Abbreviations: HR, hazard ratio; NA, not applicable.

a

Indicates separate models that control for only variable of interest.

b

Indicates a single mode that also controls for geographic region.

c

Includes white, Native American or Alaskan, Asian, Native Hawaiian or other Pacific Islander, and more than 1 race.

d

Indicates 180 days before hospital admission.

The recent outpatient mental health diagnosis of a larger number of different types of mental disorders was also related to a larger short-term risk for suicide, although the linear trend test was not significant in the fully adjusted model (P = .06) (eTable 5 in the Supplement). Patients with a larger number of outpatient visits (≥31) during the 180 days before hospital admission also had an increased short-term risk for suicide (eTable 6 in the Supplement).

Discussion

Among inpatients treated for psychiatric disorders, short-term risk for suicide was highest for patients who were hospitalized for the treatment of depressive disorders, followed closely by patients hospitalized for bipolar disorder.
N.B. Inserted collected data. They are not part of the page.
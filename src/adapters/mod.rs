//! Model capability interface for the pipeline's external stages.
//!
//! The three model stages (tokenize, embed, classify) call out through
//! the [`ModelBackend`] trait; the orchestrator never sees a concrete
//! model runtime. Failures propagate as errors and are retried by the
//! orchestrator's retry policy.

pub mod http;

use anyhow::Result;
use async_trait::async_trait;

// Re-export the HTTP backend
pub use http::HttpModelBackend;

use crate::domain::{Classification, Embedding, TokenSequence};

/// Trait for model-serving backends
#[async_trait]
pub trait ModelBackend: Send + Sync {
    /// Human-readable backend name
    fn name(&self) -> &str;

    /// Tokenize a text into vocabulary ids
    async fn tokenize(&self, text: &str) -> Result<TokenSequence>;

    /// Produce a dense embedding for a token sequence
    async fn embed(&self, tokens: &TokenSequence) -> Result<Embedding>;

    /// Classify the sentiment of a raw text
    async fn classify(&self, text: &str) -> Result<Classification>;

    /// Check that the backend is reachable
    async fn health_check(&self) -> Result<()>;
}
Men, adults aged 45 to 64 years, and white psychiatric inpatients were also at an elevated short-term risk for suicide. Consistent with risk models that emphasize connectedness to health care professionals and other supports, psychiatric inpatients who had not received any outpatient health care in the 6 months before hospital admission were also at increased short-term risk for suicide.

During the first 90 days after psychiatric hospital discharge, suicide risk among women and men was highest for those with depressive and bipolar disorders, followed by schizophrenia and substance use disorder. In a Danish study with general population controls,3 suicide risk was also highest during the first month after hospital discharge among patients with mood disorders, followed by schizophrenia and substance abuse disorders. In a long-term Danish study23 that followed up patients for as long as 36 years, however, suicide risk was highest among women with schizophrenia, followed by those with bipolar disorder, unipolar depression, and substance abuse and among men with bipolar disorder, followed by those with unipolar depression, schizophrenia, and substance abuse. Although depressive episodes may pose the highest short-term risks, bipolar disorder and schizophrenia appear to pose heavy long-term risks.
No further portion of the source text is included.